If in any fiscal year the aggregate expenses of any of the Portfolios (as
defined under the securities regulations of any state having jurisdiction over
the Fund) exceed the expense limitations of any such state, the Investment
Adviser will reimburse the Portfolio for a portion of such excess expenses equal
to such excess times the ratio of the fees otherwise payable by the Portfolio to
the Investment Adviser hereunder (after giving effect to any waiver of fees
agreed to by the Investment Adviser) to the aggregate fees otherwise payable by
the Portfolio to the Investment Adviser hereunder (after giving effect to any
waiver off fees agreed to by the Investment Adviser) and to Xxxxxxx Xxxxx Asset
Management under the Administration Agreement between it and the Fund (after
giving effect to any waiver off fees agreed to by Xxxxxxx Sachs Asset Management
under said Administration Agreement).

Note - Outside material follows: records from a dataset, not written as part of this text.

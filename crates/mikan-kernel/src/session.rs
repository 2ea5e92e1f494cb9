//! Synchronous IPC sessions and ports.
//!
//! A session is a pair of endpoints holding nullable ids of each other; destroying either
//! endpoint clears its peer's back-reference, so the survivor observes "closed by remote"
//! instead of dangling. A client's `SendSyncRequest` parks the calling thread on the server
//! session until a server thread replies through `ReplyAndReceive` or the session dies.
//!
//! Ports are the rendezvous for establishing sessions: `connect` on a client port creates a
//! session pair and queues the server end on the server port, where an `accept` picks it up.
//! Named ports are registered on the kernel and looked up by `ConnectToPort`.

use tracing::warn;

use crate::object::{ObjectData, ObjectId};
use crate::result::{
    ResultCode, ERR_MAX_CONNECTIONS_REACHED, ERR_NO_PENDING_SESSIONS,
    ERR_SESSION_CLOSED_BY_REMOTE, RESULT_SUCCESS,
};
use crate::thread::ThreadStatus;
use crate::Kernel;

/// Longest accepted port name, not counting the terminator.
pub const PORT_NAME_MAX_LENGTH: u32 = 11;

#[derive(Debug)]
pub struct ClientSession {
    /// Peer endpoint; `None` once the server side has been destroyed.
    pub server: Option<ObjectId>,
    /// Port this session was established through, if any.
    pub port: Option<ObjectId>,
}

#[derive(Debug)]
pub struct ServerSession {
    /// Peer endpoint; `None` once the client side has been destroyed.
    pub client: Option<ObjectId>,
    /// Threads parked in `SendSyncRequest`, most recent last.
    pub(crate) pending_requesting_threads: Vec<ObjectId>,
    /// The request a server thread is currently servicing, between receive and reply.
    pub(crate) currently_handling: Option<ObjectId>,
}

#[derive(Debug)]
pub struct ClientPort {
    pub(crate) server_port: Option<ObjectId>,
    pub max_sessions: u32,
    pub(crate) active_sessions: u32,
}

#[derive(Debug)]
pub struct ServerPort {
    pub(crate) pending_sessions: Vec<ObjectId>,
}

impl Kernel {
    /// Creates a connected session pair. Caller owns one reference to each endpoint.
    pub fn create_session_pair(
        &mut self,
        port: Option<ObjectId>,
        name: &str,
    ) -> (ObjectId, ObjectId) {
        let server = self.insert_object(
            format!("{name}_server"),
            ObjectData::ServerSession(ServerSession {
                client: None,
                pending_requesting_threads: Vec::new(),
                currently_handling: None,
            }),
        );
        let client = self.insert_object(
            format!("{name}_client"),
            ObjectData::ClientSession(ClientSession { server: Some(server), port }),
        );
        if let Some(port) = port {
            self.retain(port);
        }
        self.server_session_mut(server).client = Some(client);
        (server, client)
    }

    /// Creates a connected port pair with a connection limit. Caller owns one reference to
    /// each end.
    pub fn create_port_pair(&mut self, max_sessions: u32, name: &str) -> (ObjectId, ObjectId) {
        let server = self.insert_object(
            format!("{name}_server"),
            ObjectData::ServerPort(ServerPort {
                pending_sessions: Vec::new(),
            }),
        );
        let client = self.insert_object(
            format!("{name}_client"),
            ObjectData::ClientPort(ClientPort {
                server_port: Some(server),
                max_sessions,
                active_sessions: 0,
            }),
        );
        // The client port keeps its server end alive.
        self.retain(server);
        (server, client)
    }

    /// Publishes a client port under a name resolvable by `ConnectToPort`.
    pub fn register_named_port(&mut self, name: &str, client_port: ObjectId) {
        self.retain(client_port);
        if let Some(previous) = self.named_ports.insert(name.to_owned(), client_port) {
            warn!(name, "named port re-registered");
            self.release(previous);
        }
    }

    pub fn named_port(&self, name: &str) -> Option<ObjectId> {
        self.named_ports.get(name).copied()
    }

    /// Establishes a new session through `client_port`, honouring its connection limit.
    /// Returns the client session with a caller-owned reference.
    pub fn connect_to_port(&mut self, client_port: ObjectId) -> Result<ObjectId, ResultCode> {
        let (max_sessions, active_sessions, server_port) = {
            let port = self.client_port(client_port);
            (port.max_sessions, port.active_sessions, port.server_port)
        };
        if active_sessions >= max_sessions {
            return Err(ERR_MAX_CONNECTIONS_REACHED);
        }
        self.client_port_mut(client_port).active_sessions += 1;
        let name = self.object(client_port).expect("stale port id").name.clone();
        let (server, client) = self.create_session_pair(Some(client_port), &name);
        match server_port {
            Some(server_port) => {
                // The caller's server-session reference moves into the pending queue.
                self.server_port_mut(server_port).pending_sessions.push(server);
                self.wakeup_all_waiting_threads(server_port);
            }
            None => self.release(server),
        }
        Ok(client)
    }

    /// Pops the oldest pending session off a server port. The reference moves to the caller.
    pub fn accept_session(&mut self, server_port: ObjectId) -> Result<ObjectId, ResultCode> {
        let port = self.server_port_mut(server_port);
        if port.pending_sessions.is_empty() {
            return Err(ERR_NO_PENDING_SESSIONS);
        }
        Ok(port.pending_sessions.remove(0))
    }

    /// Client half of the synchronous rendezvous: parks `thread` on the server session until
    /// a reply arrives or the session dies.
    pub fn send_sync_request(&mut self, client_session: ObjectId, thread: ObjectId) -> ResultCode {
        let server = self.client_session(client_session).server;
        let Some(server) = server else {
            return ERR_SESSION_CLOSED_BY_REMOTE;
        };
        self.retain(thread);
        self.server_session_mut(server)
            .pending_requesting_threads
            .push(thread);
        self.thread_mut(thread).status = ThreadStatus::WaitIpc;
        // New data available: wake a server thread blocked in ReplyAndReceive.
        self.wakeup_all_waiting_threads(server);
        RESULT_SUCCESS
    }

    // Acquire half of the wait-object contract: pop the most recent pending request into the
    // handling slot. A session whose client is gone has nothing to pop; the error surfaces
    // on receive.
    pub(crate) fn acquire_server_session(&mut self, session: ObjectId) {
        let state = self.server_session_mut(session);
        if state.client.is_none() {
            return;
        }
        debug_assert!(state.currently_handling.is_none());
        let request = state
            .pending_requesting_threads
            .pop()
            .expect("acquired server session without a pending request");
        state.currently_handling = Some(request);
    }

    /// Receive-side translation when a server thread picks up a request. `Err(())` means the
    /// translation failed: the client has already been resumed with the error and the server
    /// thread must go back to waiting.
    pub(crate) fn receive_ipc_request(
        &mut self,
        session: ObjectId,
        server_thread: ObjectId,
    ) -> Result<ResultCode, ()> {
        if self.server_session(session).client.is_none() {
            return Ok(ERR_SESSION_CLOSED_BY_REMOTE);
        }
        let client_thread = self
            .server_session(session)
            .currently_handling
            .expect("receive without a request being handled");
        let source = self.thread(client_thread).command_buffer_address();
        let target = self.thread(server_thread).command_buffer_address();
        match self.translate_command_buffer(client_thread, server_thread, source, target) {
            Ok(()) => Ok(RESULT_SUCCESS),
            Err(code) => {
                // The client gets the translation error directly; the server never sees the
                // request.
                self.server_session_mut(session).currently_handling = None;
                self.set_thread_wait_result(client_thread, code);
                self.resume_from_wait(client_thread);
                self.release(client_thread);
                Err(())
            }
        }
    }

    pub(crate) fn client_session(&self, id: ObjectId) -> &ClientSession {
        match &self.object(id).expect("stale client session id").data {
            ObjectData::ClientSession(session) => session,
            _ => panic!("object {id:?} is not a client session"),
        }
    }

    pub(crate) fn server_session(&self, id: ObjectId) -> &ServerSession {
        match &self.object(id).expect("stale server session id").data {
            ObjectData::ServerSession(session) => session,
            _ => panic!("object {id:?} is not a server session"),
        }
    }

    pub(crate) fn server_session_mut(&mut self, id: ObjectId) -> &mut ServerSession {
        match &mut self.object_mut(id).expect("stale server session id").data {
            ObjectData::ServerSession(session) => session,
            _ => panic!("object {id:?} is not a server session"),
        }
    }

    pub(crate) fn client_port(&self, id: ObjectId) -> &ClientPort {
        match &self.object(id).expect("stale client port id").data {
            ObjectData::ClientPort(port) => port,
            _ => panic!("object {id:?} is not a client port"),
        }
    }

    pub(crate) fn client_port_mut(&mut self, id: ObjectId) -> &mut ClientPort {
        match &mut self.object_mut(id).expect("stale client port id").data {
            ObjectData::ClientPort(port) => port,
            _ => panic!("object {id:?} is not a client port"),
        }
    }

    pub(crate) fn server_port_mut(&mut self, id: ObjectId) -> &mut ServerPort {
        match &mut self.object_mut(id).expect("stale server port id").data {
            ObjectData::ServerPort(port) => port,
            _ => panic!("object {id:?} is not a server port"),
        }
    }
}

The obligation of the Investment Adviser
to reimburse the Portfolios hereunder is limited in any fiscal year to the
amount of its fee hereunder for such fiscal year, provided, however, that
notwithstanding the foregoing, the Investment Adviser shall reimburse the
Portfolios for such proportion of such excess expenses regardless of the amount
of fees paid to it during such fiscal year to the extent that the securities
regulations of any state having jurisdiction over the Trust so require. Such
expense reimbursement, if any, will be estimated daily and reconciled and paid
on a monthly basis.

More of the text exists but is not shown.